[Start of section]

//! Logging and Tracing Setup
//!
//! Installs the global `tracing` subscriber: an `EnvFilter`, a formatted
//! log layer and, when enabled, an OpenTelemetry layer exporting spans over
//! OTLP/gRPC.
//!
//! # Environment Variables
//!
//! - `RUST_LOG`: filter directives (default: `cardinal_feed=info` plus quiet transports)
//! - `OTEL_ENABLED`: set to "false" to disable span export (default: true)
//! - `OTEL_EXPORTER_OTLP_ENDPOINT`: OTLP endpoint (default: http://localhost:4317)
//! - `OTEL_SERVICE_NAME`: service name for spans (default: cardinal-feed)

use opentelemetry::trace::TracerProvider as _;
use opentelemetry_otlp::WithExportConfig;
use opentelemetry_sdk::trace::SdkTracerProvider;
use tracing_subscriber::EnvFilter;
use tracing_subscriber::layer::SubscriberExt;
use tracing_subscriber::util::SubscriberInitExt;

const DEFAULT_SERVICE_NAME: &str = "cardinal-feed";
const DEFAULT_OTLP_ENDPOINT: &str = "http://localhost:4317";
const DEFAULT_FILTER: &str =
    "cardinal_feed=info,tungstenite=warn,tokio_tungstenite=warn,reqwest=warn,hyper=warn,h2=warn";

/// Telemetry initialization failure.
#[derive(Debug, thiserror::Error)]
pub enum TelemetryError {
    /// The OTLP span exporter could not be built.
    #[error("failed to build OTLP exporter: {0}")]
    Exporter(#[from] opentelemetry_otlp::ExporterBuildError),

    /// A global subscriber is already installed.
    #[error("failed to install tracing subscriber: {0}")]
    Subscriber(#[from] tracing_subscriber::util::TryInitError),
}

/// Shuts down the tracer provider (flushing pending spans) when dropped.
pub struct TelemetryGuard {
    tracer_provider: Option<SdkTracerProvider>,
}

impl Drop for TelemetryGuard {
    fn drop(&mut self) {
        if let Some(provider) = self.tracer_provider.take()
            && let Err(e) = provider.shutdown()
        {
            eprintln!("failed to shut down tracer provider: {e}");
        }
    }
}

/// Telemetry configuration.
#[derive(Debug, Clone, PartialEq, Eq)]
pub struct TelemetryConfig {
    /// Whether spans are exported.
    pub enabled: bool,
    /// OTLP exporter endpoint.
    pub otlp_endpoint: String,
    /// Service name attached to exported spans.
    pub service_name: String,
}

impl Default for TelemetryConfig {
    fn default() -> Self {
        Self {
            enabled: true,
            otlp_endpoint: DEFAULT_OTLP_ENDPOINT.to_string(),
            service_name: DEFAULT_SERVICE_NAME.to_string(),
        }
    }
}

impl TelemetryConfig {
    /// Read configuration from the environment.
    #[must_use]
    pub fn from_env() -> Self {
        let defaults = Self::default();
        Self {
            enabled: std::env::var("OTEL_ENABLED")
                .map(|v| !v.eq_ignore_ascii_case("false"))
                .unwrap_or(defaults.enabled),
            otlp_endpoint: std::env::var("OTEL_EXPORTER_OTLP_ENDPOINT")
                .unwrap_or(defaults.otlp_endpoint),
            service_name: std::env::var("OTEL_SERVICE_NAME").unwrap_or(defaults.service_name),
        }
    }
}

fn env_filter() -> EnvFilter {
    EnvFilter::try_from_default_env().unwrap_or_else(|_| EnvFilter::new(DEFAULT_FILTER))
}

/// Initialize telemetry from the environment.
///
/// # Errors
///
/// See [`init_with_config`].
pub fn init() -> Result<TelemetryGuard, TelemetryError> {
    init_with_config(TelemetryConfig::from_env())
}

/// Initialize telemetry with an explicit configuration.
///
/// Keep the returned guard alive for the lifetime of the process.
///
/// # Errors
///
/// Returns an error if the exporter cannot be built or a subscriber is
/// already installed.
pub fn init_with_config(config: TelemetryConfig) -> Result<TelemetryGuard, TelemetryError> {
    let fmt_layer = tracing_subscriber::fmt::layer()
        .with_target(true)
        .with_thread_ids(false)
        .with_file(false)
        .with_line_number(false);

    if !config.enabled {
        tracing_subscriber::registry()
            .with(env_filter())
            .with(fmt_layer)
            .try_init()?;
        return Ok(TelemetryGuard {
            tracer_provider: None,
        });
    }

    let exporter = opentelemetry_otlp::SpanExporter::builder()
        .with_tonic()
        .with_endpoint(&config.otlp_endpoint)
        .build()?;

    let tracer_provider = SdkTracerProvider::builder()
        .with_batch_exporter(exporter)
        .with_resource(
            opentelemetry_sdk::Resource::builder()
                .with_service_name(config.service_name.clone())
                .build(),
        )
        .build();

    let tracer = tracer_provider.tracer(config.service_name);
    tracing_subscriber::registry()
        .with(env_filter())
        .with(fmt_layer)
        .with(tracing_opentelemetry::layer().with_tracer(tracer))
        .try_init()?;

    Ok(TelemetryGuard {
        tracer_provider: Some(tracer_provider),
    })
}

#[cfg(test)]
mod tests {
    use super::*;

    #[test]
    fn default_config() {
        let config = TelemetryConfig::default();
        assert!(config.enabled);
        assert_eq!(config.otlp_endpoint, "http://localhost:4317");
        assert_eq!(config.service_name, "cardinal-feed");
    }

    #[test]
    fn default_filter_parses() {
        assert!(DEFAULT_FILTER.parse::<EnvFilter>().is_ok());
    }
}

[End of section]

**PROBLEM STATEMENT:** The answer should contain only the lines from the first line of the entries through the line holding "const DEFAULT_FILTER: &str", each exactly as written.

**SOLUTION BELOW:**
//! Logging and Tracing Setup
//!
//! Installs the global `tracing` subscriber: an `EnvFilter`, a formatted
//! log layer and, when enabled, an OpenTelemetry layer exporting spans over
//! OTLP/gRPC.
//!
//! # Environment Variables
//!
//! - `RUST_LOG`: filter directives (default: `cardinal_feed=info` plus quiet transports)
//! - `OTEL_ENABLED`: set to "false" to disable span export (default: true)
//! - `OTEL_EXPORTER_OTLP_ENDPOINT`: OTLP endpoint (default: http://localhost:4317)
//! - `OTEL_SERVICE_NAME`: service name for spans (default: cardinal-feed)

use opentelemetry::trace::TracerProvider as _;
use opentelemetry_otlp::WithExportConfig;
use opentelemetry_sdk::trace::SdkTracerProvider;
use tracing_subscriber::EnvFilter;
use tracing_subscriber::layer::SubscriberExt;
use tracing_subscriber::util::SubscriberInitExt;

const DEFAULT_SERVICE_NAME: &str = "cardinal-feed";
const DEFAULT_OTLP_ENDPOINT: &str = "http://localhost:4317";
const DEFAULT_FILTER: &str =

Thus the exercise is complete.